There is no Islamic terrorism, there is only terrorism

Wies3awa Lewandowska talks to Fr Rafal Markowski.

Wies3awa Lewandowska: - The Koran, the sacred book of Islam, sanctions the so-called 'holy war', which is still a threat to Western civilisation, and today has the form of cruel terrorists' attacks. Are we dealing with 'jihad'?

Fr Rafal Markowski: - In the period of the first Muslim community the holy war, jihad, was a political act, aiming at defending this community. It was also an economic act because the war created a perfect occasion for new material resources. On the other hand, as a religious act it was to proclaim the Koranic revelation through fight. In the Koran, the Polish translation by Prof. Bielawski, in the commentary on the principles of the holy war (II sura), there are admonitions, which are obligatory for faithful Muslims who wage holy war. They include: the fight is only in the cause of God and only when the community has been attacked. War is justified only when it is waged against a regular army and it is never directed against civilians and cannot harm them.

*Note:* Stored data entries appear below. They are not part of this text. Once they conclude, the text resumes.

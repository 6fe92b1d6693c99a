//! 任务清单（规划用）
//!
//! 有序 TodoItem 列表，仅作为规划痕迹存在：顺序由调用方决定，允许重复内容，
//! 不校验状态流转（pending 可直接跳到 completed）。唯一操作是整表替换（set_all），
//! 不提供增量修改——规划者每次都必须声明完整计划，避免局部更新与模型心智模型脱节。

use schemars::JsonSchema;
use serde::{Deserialize, Serialize};

/// 任务状态：pending / in_progress / completed，不强制流转顺序
#[derive(Clone, Copy, Debug, PartialEq, Eq, Serialize, Deserialize, JsonSchema)]
#[serde(rename_all = "snake_case")]
pub enum TodoStatus {
    Pending,
    InProgress,
    Completed,
}

/// 单条任务：内容 + 状态，无唯一性约束
#[derive(Clone, Debug, PartialEq, Eq, Serialize, Deserialize, JsonSchema)]
pub struct TodoItem {
    pub content: String,
    pub status: TodoStatus,
}

impl TodoItem {
    pub fn pending(content: impl Into<String>) -> Self {
        Self {
            content: content.into(),
            status: TodoStatus::Pending,
        }
    }

    pub fn in_progress(content: impl Into<String>) -> Self {
        Self {
            content: content.into(),
            status: TodoStatus::InProgress,
        }
    }

    pub fn completed(content: impl Into<String>) -> Self {
        Self {
            content: content.into(),
            status: TodoStatus::Completed,
        }
    }
}

/// 整表替换：丢弃旧列表，返回新列表（唯一暴露的任务清单操作）
pub fn set_all(items: Vec<TodoItem>) -> Vec<TodoItem> {
    items
}
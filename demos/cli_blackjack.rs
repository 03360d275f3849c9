//! CLI blackjack example.
//!
//! Set `RUST_LOG=bjengine=debug` to see the engine's trace output.

use std::io::{self, Write};
use std::time::{SystemTime, UNIX_EPOCH};

use bjengine::{Game, GameOptions, InvalidMove};
use tracing_subscriber::EnvFilter;

fn main() {
    tracing_subscriber::fmt()
        .with_env_filter(EnvFilter::from_default_env())
        .with_writer(io::stderr)
        .init();

    println!("Blackjack CLI example (type 'q' to quit)");

    let mut seed = SystemTime::now()
        .duration_since(UNIX_EPOCH)
        .unwrap_or_default()
        .as_secs();

    loop {
        let mut game = Game::new(GameOptions::default(), seed);
        seed = seed.wrapping_add(1);

        if let Err(err) = game.deal() {
            println!("Deal error: {err}");
            return;
        }
        println!("\n{game}");

        while !game.is_finished() {
            let result = match prompt_line("Hit or stand? (h/s): ").as_str() {
                "h" | "hit" => game.hit().map(|card| println!("You draw {card}.")),
                "s" | "stand" => game.stand().map(|_| ()),
                "q" | "quit" => return,
                _ => {
                    println!("Invalid choice. Try again.");
                    continue;
                }
            };

            match result {
                Ok(()) => println!("\n{game}"),
                Err(err) => report(err),
            }
        }

        match prompt_line("Play again? (y/n): ").as_str() {
            "y" | "yes" => {}
            _ => {
                println!("Goodbye.");
                break;
            }
        }
    }
}

fn report(err: InvalidMove) {
    match err {
        InvalidMove::OutOfCards => println!("The deck is empty."),
        other => println!("Illegal move: {other}."),
    }
}

fn prompt_line(prompt: &str) -> String {
    print!("{prompt}");
    let _ = io::stdout().flush();

    let mut input = String::new();
    match io::stdin().read_line(&mut input) {
        Ok(0) | Err(_) => return "q".to_string(),
        Ok(_) => {}
    }
    input.trim().to_lowercase()
}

Therefore, what we today call 'holy war' hardly meets the criteria of the Muslim holy war and even one can say that it does not meet them at all.

- But there are some translations of the Koran, which enhance the idea of ruthlessness of the holy war.

- The Koran contains many statements concerning war and peace, and the fact is that they are sometimes contradictory. But there are also such statements that make us think that Islam is a religion of war. However, we should not see the contemporary evil in these statements but first of all in the fact that the Arab world is much divided today, and since the fall of the Caliphate in 1924 it has had no central authority that could speak on behalf of Islam. Therefore, all attempts of Islam, which wants to dissociate itself from contemporary terrorism, sound too weak. This lack is used by various groups, which having been based on religion, create the so-called Islamic fundamentalism (for example the Association of Muslim Brothers). However, one cannot treat this trend, although it is the loudest one, as representative of the whole Islamic world.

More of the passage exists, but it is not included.